── Records provided ──
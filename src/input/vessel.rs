//! Code for reading vessels and their rotations.
use super::read_csv_id_file;
use super::rotation::read_rotations;
use crate::id::define_id_getter;
use crate::port::PortMap;
use crate::vessel::{Vessel, VesselID, VesselMap};
use anyhow::Result;
use indexmap::IndexSet;
use serde::Deserialize;
use std::path::Path;

const VESSELS_FILE_NAME: &str = "vessels.csv";

/// A vessel as read from the CSV file, without its rotation
#[derive(PartialEq, Debug, Deserialize)]
struct VesselRaw {
    id: VesselID,
    name: String,
}
define_id_getter! {VesselRaw, VesselID}

/// Read vessels and their rotations from the model directory.
///
/// # Arguments
///
/// * `model_dir` - Folder containing model configuration files
/// * `ports` - All known ports
///
/// # Returns
///
/// A map of vessels keyed by vessel ID, in file order, or an error
pub fn read_vessels(model_dir: &Path, ports: &PortMap) -> Result<VesselMap> {
    let raw = read_csv_id_file::<VesselID, VesselRaw>(&model_dir.join(VESSELS_FILE_NAME))?;
    let vessel_ids: IndexSet<VesselID> = raw.keys().cloned().collect();
    let mut rotations = read_rotations(model_dir, &vessel_ids, ports)?;

    let vessels = raw
        .into_values()
        .map(|vessel| {
            // Every vessel has an entry, even if it is empty
            let rotation = rotations.swap_remove(&vessel.id).unwrap_or_default();
            let vessel = Vessel {
                id: vessel.id,
                name: vessel.name,
                rotation,
            };
            (vessel.id.clone(), vessel)
        })
        .collect();

    Ok(vessels)
}

#[cfg(test)]
mod tests {
    use super::*;
    use crate::fixture::ports;
    use crate::rotation::RouteStop;
    use crate::units::Days;
    use rstest::rstest;
    use std::fs;
    use tempfile::tempdir;

    #[rstest]
    fn test_read_vessels(ports: PortMap) {
        let dir = tempdir().unwrap();
        fs::write(
            dir.path().join(VESSELS_FILE_NAME),
            "id,name\nship1,Ship One\nship2,Ship Two",
        )
        .unwrap();
        fs::write(
            dir.path().join("rotations.csv"),
            "vessel_id,port_id,dwell_days\nship2,A,1\nship2,C,abc\nship1,B,2",
        )
        .unwrap();

        let vessels = read_vessels(dir.path(), &ports).unwrap();
        assert_eq!(
            vessels.keys().map(ToString::to_string).collect::<Vec<_>>(),
            ["ship1", "ship2"]
        );

        let ship2 = &vessels[&VesselID::new("ship2")];
        assert_eq!(ship2.name, "Ship Two");
        assert_eq!(
            ship2.rotation.iter().cloned().collect::<Vec<_>>(),
            [
                RouteStop::new("A".into(), Days(1.0)),
                RouteStop::new("C".into(), Days::ZERO)
            ]
        );
        assert_eq!(vessels[&VesselID::new("ship1")].rotation.len(), 1);
    }

    #[rstest]
    fn test_read_vessels_no_rotations_file(ports: PortMap) {
        let dir = tempdir().unwrap();
        fs::write(dir.path().join(VESSELS_FILE_NAME), "id,name\nship1,Ship One").unwrap();

        // A missing rotations file is an error
        assert!(read_vessels(dir.path(), &ports).is_err());
    }
}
───
Exercise aim:
Copy whichever lines in the listing above contain the word "VesselID".

Response to this task:
use crate::vessel::{Vessel, VesselID, VesselMap};
    id: VesselID,
define_id_getter! {VesselRaw, VesselID}
    let raw = read_csv_id_file::<VesselID, VesselRaw>(&model_dir.join(VESSELS_FILE_NAME))?;
    let vessel_ids: IndexSet<VesselID> = raw.keys().cloned().collect();
        let ship2 = &vessels[&VesselID::new("ship2")];
        assert_eq!(vessels[&VesselID::new("ship1")].rotation.len(), 1);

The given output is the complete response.